● **Your task**:
Which lines run from the line with "filename src/error.rs" through the line with "Every fallible operation" in the entries below? Print them exactly, both ends included, and nothing more.

● **Records supplied**:
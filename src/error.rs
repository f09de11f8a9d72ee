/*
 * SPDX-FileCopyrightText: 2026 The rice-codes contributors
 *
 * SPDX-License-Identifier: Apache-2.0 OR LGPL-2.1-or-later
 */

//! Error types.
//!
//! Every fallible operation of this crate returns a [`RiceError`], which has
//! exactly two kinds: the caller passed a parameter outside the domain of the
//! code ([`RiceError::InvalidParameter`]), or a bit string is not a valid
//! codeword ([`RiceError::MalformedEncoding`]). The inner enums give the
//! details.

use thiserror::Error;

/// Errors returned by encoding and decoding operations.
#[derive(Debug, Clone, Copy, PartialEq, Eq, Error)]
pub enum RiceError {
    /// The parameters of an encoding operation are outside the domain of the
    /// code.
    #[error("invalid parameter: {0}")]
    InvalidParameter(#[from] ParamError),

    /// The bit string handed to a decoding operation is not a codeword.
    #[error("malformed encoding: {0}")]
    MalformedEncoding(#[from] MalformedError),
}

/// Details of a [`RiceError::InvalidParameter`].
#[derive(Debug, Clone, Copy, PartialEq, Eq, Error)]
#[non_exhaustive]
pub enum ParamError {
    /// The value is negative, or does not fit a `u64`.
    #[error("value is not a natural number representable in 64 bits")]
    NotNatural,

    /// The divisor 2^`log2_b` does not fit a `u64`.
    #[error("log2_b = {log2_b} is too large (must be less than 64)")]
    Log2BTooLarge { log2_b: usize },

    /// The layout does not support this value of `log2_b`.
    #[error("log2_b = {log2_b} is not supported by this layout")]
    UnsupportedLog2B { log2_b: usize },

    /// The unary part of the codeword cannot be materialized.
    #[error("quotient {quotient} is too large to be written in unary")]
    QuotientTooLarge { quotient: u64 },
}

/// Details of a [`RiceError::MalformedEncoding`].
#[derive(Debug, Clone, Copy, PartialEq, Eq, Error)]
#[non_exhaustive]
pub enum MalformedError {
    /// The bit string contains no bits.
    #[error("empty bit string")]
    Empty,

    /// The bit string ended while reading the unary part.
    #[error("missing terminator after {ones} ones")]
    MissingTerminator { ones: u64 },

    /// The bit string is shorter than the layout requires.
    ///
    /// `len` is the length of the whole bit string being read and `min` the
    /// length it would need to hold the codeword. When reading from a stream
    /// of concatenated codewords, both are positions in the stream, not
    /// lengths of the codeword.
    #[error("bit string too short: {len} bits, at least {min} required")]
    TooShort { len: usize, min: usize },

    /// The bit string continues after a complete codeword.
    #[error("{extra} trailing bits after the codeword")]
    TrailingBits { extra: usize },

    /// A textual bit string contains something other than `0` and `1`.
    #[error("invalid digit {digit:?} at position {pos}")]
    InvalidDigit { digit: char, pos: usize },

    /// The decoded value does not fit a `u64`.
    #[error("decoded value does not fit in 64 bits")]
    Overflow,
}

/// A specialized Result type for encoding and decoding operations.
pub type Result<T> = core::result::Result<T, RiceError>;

---

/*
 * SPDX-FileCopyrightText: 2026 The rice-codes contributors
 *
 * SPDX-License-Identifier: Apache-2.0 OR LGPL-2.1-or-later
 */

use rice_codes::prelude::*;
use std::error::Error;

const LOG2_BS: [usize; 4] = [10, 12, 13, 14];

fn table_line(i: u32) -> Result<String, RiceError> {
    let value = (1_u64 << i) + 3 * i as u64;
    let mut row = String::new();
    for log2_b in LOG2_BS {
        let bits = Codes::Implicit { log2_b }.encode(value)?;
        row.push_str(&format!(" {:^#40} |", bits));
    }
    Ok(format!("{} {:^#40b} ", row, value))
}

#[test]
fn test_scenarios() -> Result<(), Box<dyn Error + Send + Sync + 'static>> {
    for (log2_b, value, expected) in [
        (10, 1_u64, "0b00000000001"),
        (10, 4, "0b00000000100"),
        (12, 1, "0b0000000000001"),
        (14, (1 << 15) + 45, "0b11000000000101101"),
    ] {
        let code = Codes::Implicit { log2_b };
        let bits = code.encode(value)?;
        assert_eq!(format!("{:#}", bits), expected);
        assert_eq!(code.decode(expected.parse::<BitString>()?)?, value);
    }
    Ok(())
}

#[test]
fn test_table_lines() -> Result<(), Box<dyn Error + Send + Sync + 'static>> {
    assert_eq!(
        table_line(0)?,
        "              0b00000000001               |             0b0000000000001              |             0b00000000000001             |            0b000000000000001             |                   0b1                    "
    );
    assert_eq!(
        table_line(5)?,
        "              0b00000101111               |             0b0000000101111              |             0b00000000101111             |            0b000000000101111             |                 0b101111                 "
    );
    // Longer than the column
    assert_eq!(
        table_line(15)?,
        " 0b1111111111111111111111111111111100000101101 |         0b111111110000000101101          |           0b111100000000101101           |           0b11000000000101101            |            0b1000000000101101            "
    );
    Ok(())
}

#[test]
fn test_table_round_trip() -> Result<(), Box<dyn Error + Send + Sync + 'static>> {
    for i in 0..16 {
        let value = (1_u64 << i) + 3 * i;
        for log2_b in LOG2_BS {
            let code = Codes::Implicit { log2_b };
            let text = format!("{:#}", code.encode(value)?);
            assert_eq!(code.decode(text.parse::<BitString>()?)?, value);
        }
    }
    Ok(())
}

● **Output**:
filename src/error.rs
repository f09de11f8a9d72ee
/*
 * SPDX-FileCopyrightText: 2026 The rice-codes contributors
 *
 * SPDX-License-Identifier: Apache-2.0 OR LGPL-2.1-or-later
 */

//! Error types.
//!
//! Every fallible operation of this crate returns a [`RiceError`], which has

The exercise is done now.